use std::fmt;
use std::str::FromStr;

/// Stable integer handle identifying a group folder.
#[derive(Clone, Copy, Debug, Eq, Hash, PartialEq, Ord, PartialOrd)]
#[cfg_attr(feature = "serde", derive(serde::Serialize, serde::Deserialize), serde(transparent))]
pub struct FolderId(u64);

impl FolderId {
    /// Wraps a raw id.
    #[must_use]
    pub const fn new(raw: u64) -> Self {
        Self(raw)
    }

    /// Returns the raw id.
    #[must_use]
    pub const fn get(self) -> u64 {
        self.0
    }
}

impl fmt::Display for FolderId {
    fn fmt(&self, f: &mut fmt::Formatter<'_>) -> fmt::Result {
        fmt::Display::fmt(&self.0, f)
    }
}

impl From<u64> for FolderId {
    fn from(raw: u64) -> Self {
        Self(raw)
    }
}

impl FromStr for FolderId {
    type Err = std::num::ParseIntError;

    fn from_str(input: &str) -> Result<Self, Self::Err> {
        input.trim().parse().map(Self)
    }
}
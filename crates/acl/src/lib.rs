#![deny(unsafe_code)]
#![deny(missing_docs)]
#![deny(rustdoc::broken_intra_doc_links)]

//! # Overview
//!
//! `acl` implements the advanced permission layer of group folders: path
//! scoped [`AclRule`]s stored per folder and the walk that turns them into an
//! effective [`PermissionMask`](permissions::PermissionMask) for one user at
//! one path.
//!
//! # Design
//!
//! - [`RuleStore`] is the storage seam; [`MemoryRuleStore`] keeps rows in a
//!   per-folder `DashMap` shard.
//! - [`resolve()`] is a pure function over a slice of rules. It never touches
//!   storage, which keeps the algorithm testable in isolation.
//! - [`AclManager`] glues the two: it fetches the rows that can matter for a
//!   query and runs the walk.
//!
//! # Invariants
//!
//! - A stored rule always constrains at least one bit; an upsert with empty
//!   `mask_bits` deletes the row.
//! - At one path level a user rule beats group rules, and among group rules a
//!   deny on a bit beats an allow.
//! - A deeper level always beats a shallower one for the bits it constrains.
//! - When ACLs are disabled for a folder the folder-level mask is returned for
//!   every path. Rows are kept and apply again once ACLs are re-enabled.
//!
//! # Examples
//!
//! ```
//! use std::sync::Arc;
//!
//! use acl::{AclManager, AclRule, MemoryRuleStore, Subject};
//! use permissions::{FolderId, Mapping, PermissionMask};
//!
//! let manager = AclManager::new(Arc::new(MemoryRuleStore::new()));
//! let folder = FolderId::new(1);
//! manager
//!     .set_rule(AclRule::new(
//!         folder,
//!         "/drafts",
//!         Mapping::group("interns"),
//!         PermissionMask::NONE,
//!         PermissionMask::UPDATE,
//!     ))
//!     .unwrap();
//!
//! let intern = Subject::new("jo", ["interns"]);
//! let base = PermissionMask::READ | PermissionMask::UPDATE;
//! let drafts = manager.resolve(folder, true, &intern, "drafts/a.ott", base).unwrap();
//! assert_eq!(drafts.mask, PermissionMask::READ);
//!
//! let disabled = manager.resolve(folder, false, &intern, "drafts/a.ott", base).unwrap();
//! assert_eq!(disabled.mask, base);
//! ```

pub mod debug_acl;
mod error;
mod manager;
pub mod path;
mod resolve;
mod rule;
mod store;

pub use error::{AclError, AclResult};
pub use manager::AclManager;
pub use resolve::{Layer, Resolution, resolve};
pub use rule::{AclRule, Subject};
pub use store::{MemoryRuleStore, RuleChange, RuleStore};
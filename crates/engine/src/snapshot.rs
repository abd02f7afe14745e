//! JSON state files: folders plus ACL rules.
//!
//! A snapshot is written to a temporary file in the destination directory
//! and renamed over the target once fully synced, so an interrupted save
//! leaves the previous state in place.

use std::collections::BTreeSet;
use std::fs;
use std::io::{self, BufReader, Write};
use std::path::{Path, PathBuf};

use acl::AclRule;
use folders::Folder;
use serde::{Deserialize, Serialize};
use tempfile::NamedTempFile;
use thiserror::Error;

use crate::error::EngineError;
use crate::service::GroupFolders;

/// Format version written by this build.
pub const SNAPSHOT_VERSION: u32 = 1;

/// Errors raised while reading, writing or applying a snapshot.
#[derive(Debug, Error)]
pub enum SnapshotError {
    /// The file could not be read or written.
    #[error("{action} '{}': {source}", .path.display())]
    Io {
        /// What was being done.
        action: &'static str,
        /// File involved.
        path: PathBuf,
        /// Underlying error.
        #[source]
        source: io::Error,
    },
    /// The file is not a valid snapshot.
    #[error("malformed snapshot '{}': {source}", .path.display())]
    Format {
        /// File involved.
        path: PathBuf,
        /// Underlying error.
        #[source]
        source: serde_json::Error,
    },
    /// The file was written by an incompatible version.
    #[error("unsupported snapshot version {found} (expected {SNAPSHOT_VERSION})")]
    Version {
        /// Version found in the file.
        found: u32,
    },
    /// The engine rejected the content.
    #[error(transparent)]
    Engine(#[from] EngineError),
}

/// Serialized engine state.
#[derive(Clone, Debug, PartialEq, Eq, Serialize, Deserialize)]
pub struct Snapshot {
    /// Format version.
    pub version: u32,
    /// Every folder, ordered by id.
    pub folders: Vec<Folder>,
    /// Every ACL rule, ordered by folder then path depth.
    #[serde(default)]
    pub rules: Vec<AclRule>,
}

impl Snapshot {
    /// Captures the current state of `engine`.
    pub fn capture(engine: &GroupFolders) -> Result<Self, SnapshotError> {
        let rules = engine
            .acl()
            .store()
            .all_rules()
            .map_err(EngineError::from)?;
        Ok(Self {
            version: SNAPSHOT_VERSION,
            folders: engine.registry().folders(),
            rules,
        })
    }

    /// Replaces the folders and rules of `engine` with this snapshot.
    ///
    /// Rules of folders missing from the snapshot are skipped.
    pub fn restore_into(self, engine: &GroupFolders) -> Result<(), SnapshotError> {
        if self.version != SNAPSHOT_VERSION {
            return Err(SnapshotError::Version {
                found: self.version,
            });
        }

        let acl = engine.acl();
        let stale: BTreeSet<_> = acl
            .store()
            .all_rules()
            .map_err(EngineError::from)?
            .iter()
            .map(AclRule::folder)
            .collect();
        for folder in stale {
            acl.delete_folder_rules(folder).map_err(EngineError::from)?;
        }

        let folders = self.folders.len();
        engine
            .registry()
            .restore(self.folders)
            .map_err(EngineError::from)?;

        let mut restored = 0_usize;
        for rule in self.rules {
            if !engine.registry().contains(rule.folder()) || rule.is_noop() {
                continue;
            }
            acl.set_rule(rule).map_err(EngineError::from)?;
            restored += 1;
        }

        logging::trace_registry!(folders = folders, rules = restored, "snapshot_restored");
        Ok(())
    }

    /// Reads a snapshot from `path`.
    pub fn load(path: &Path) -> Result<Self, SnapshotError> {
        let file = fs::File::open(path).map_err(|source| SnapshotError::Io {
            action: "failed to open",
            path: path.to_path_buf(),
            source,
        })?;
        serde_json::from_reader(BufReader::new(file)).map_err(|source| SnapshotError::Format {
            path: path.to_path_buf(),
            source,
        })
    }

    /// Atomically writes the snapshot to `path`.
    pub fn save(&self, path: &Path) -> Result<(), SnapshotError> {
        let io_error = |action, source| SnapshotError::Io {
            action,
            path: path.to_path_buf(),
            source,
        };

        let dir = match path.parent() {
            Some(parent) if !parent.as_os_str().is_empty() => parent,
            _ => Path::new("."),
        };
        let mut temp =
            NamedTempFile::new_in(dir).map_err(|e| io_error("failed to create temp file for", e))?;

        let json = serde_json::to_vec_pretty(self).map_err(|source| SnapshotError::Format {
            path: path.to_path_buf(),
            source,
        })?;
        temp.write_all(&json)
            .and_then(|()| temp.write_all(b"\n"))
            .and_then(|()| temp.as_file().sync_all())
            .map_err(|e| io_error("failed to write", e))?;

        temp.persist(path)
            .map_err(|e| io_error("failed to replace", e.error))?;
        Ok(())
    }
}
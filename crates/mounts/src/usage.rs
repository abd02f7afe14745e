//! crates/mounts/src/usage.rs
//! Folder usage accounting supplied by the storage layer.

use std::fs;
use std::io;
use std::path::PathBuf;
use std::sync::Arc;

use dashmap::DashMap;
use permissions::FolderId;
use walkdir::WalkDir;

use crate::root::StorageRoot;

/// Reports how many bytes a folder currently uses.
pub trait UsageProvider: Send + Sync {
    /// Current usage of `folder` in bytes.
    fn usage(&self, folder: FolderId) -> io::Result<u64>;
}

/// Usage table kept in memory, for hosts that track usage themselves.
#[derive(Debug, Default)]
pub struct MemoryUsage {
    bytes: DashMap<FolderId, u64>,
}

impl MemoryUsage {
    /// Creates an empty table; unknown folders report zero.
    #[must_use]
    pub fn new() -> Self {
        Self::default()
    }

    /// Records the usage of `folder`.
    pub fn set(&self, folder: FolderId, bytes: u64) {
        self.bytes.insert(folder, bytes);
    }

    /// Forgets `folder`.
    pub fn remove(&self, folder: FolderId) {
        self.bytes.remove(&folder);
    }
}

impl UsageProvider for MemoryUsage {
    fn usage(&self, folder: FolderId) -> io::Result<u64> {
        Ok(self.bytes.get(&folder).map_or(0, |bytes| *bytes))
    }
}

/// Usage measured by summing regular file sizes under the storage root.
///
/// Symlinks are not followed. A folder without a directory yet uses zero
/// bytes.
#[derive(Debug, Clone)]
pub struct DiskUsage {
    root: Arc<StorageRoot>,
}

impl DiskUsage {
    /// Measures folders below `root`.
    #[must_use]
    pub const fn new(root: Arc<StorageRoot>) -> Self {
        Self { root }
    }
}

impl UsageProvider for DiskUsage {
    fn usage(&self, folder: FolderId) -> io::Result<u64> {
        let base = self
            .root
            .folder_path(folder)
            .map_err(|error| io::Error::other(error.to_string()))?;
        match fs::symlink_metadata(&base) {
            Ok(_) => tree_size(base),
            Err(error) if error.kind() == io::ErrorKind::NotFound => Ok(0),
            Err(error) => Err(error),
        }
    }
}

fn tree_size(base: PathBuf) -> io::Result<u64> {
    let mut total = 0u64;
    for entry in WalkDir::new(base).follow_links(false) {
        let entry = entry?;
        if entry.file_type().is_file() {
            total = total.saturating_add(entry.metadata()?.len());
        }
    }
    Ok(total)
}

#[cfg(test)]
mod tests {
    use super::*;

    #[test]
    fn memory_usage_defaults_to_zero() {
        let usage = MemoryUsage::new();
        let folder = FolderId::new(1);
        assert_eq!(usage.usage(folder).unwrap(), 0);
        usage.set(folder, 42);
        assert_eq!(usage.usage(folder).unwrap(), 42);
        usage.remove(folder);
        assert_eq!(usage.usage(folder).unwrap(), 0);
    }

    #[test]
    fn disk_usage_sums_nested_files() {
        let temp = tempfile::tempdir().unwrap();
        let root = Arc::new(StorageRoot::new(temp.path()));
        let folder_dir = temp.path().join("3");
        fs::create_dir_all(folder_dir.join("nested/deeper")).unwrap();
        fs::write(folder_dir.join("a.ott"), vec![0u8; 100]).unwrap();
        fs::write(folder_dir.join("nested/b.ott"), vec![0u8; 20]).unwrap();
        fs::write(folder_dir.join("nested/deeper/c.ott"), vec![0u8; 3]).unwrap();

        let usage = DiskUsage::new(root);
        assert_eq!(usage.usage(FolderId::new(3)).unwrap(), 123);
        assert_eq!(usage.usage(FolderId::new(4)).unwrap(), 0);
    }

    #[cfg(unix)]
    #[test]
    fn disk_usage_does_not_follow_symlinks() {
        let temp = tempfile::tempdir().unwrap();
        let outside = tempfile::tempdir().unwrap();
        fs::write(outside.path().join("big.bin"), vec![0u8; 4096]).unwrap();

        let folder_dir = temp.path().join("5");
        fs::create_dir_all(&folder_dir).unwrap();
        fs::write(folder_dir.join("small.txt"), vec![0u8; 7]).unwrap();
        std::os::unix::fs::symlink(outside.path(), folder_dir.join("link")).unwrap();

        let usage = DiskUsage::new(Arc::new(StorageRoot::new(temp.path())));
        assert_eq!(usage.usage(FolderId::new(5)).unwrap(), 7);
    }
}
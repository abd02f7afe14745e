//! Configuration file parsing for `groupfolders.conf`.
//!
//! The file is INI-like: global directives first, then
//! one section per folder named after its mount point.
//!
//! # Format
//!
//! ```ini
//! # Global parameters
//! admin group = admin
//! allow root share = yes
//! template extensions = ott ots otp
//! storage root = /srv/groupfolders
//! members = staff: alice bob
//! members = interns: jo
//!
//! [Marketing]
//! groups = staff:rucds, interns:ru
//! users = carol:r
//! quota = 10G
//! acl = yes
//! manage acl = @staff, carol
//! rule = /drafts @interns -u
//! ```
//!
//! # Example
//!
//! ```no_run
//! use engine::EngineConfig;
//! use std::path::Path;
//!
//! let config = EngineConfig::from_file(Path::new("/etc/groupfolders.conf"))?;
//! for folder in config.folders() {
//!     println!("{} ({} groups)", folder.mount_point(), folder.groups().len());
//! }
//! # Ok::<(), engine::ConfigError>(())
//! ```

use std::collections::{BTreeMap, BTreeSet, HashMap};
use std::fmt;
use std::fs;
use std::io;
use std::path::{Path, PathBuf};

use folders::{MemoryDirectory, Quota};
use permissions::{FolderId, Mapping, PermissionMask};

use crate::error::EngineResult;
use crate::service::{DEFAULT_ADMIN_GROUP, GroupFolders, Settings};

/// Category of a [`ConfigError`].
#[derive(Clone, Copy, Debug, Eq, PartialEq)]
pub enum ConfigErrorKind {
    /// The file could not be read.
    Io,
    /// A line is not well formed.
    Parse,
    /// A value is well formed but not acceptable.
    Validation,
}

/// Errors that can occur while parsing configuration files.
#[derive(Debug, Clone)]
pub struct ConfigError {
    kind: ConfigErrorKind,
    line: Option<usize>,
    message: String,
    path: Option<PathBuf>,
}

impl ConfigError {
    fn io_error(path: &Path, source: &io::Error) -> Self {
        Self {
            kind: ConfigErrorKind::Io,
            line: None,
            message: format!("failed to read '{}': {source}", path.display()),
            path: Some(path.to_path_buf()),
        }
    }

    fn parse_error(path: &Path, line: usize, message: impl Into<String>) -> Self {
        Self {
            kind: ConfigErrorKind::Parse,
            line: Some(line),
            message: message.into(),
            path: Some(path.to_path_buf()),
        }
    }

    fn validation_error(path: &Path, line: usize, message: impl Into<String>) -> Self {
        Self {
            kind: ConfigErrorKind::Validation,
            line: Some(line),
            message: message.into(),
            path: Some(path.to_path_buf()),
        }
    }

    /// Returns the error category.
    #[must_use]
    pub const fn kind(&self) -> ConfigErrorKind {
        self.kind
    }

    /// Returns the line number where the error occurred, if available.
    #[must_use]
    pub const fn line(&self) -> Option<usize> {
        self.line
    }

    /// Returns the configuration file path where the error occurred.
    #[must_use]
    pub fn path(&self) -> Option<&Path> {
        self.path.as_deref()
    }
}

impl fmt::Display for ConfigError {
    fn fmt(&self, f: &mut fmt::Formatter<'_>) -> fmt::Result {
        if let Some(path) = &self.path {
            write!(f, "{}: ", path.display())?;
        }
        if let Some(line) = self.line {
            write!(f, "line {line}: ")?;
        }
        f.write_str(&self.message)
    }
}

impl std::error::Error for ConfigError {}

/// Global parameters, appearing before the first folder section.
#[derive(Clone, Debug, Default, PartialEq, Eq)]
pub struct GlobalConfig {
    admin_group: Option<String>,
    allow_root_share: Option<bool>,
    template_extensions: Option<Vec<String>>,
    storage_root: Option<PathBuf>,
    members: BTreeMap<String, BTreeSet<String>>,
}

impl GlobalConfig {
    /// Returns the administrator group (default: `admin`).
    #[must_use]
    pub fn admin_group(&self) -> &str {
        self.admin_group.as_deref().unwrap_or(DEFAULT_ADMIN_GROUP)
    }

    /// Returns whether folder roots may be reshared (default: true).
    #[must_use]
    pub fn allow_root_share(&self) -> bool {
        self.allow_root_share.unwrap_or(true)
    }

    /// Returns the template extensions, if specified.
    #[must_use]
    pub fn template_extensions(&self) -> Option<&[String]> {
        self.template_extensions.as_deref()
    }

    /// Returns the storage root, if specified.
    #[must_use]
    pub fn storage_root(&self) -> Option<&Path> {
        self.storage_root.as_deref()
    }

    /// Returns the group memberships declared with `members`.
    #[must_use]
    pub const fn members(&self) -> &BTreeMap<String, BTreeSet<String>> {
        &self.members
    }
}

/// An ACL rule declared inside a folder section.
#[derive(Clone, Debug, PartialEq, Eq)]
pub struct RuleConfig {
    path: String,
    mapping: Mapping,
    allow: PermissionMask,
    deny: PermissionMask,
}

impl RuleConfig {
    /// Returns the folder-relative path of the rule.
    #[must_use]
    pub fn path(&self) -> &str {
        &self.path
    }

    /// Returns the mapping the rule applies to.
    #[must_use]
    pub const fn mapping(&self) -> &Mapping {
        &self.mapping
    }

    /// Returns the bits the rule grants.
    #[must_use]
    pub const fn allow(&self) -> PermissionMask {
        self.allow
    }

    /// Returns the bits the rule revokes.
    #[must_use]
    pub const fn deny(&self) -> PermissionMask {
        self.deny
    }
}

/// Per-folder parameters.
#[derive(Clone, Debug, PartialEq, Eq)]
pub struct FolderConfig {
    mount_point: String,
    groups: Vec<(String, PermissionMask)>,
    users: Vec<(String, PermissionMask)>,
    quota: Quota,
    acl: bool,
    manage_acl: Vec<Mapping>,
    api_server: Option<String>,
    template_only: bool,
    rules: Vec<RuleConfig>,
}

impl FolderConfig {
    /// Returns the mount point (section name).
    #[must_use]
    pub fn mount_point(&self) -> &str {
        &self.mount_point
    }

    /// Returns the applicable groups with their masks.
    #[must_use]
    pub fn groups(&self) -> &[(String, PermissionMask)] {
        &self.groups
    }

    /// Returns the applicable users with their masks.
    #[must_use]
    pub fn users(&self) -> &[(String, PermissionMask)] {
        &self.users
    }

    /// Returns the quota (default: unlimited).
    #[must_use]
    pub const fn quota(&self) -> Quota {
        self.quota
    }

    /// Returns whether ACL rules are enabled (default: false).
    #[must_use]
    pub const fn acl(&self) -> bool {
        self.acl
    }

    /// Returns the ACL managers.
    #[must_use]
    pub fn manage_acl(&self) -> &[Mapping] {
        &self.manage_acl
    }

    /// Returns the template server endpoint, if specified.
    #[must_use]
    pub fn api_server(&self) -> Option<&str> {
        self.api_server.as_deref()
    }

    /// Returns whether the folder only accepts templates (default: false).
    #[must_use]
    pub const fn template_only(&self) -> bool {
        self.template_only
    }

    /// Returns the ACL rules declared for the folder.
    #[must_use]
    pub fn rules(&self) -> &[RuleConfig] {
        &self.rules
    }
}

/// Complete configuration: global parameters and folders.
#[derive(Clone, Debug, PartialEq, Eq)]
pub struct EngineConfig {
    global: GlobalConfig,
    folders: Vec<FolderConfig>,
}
################
Description of the task:
Copy every line where the word "restored" is present in the entries above.

Solution to the problem:
        let mut restored = 0_usize;
            restored += 1;
        logging::trace_registry!(folders = folders, rules = restored, "snapshot_restored");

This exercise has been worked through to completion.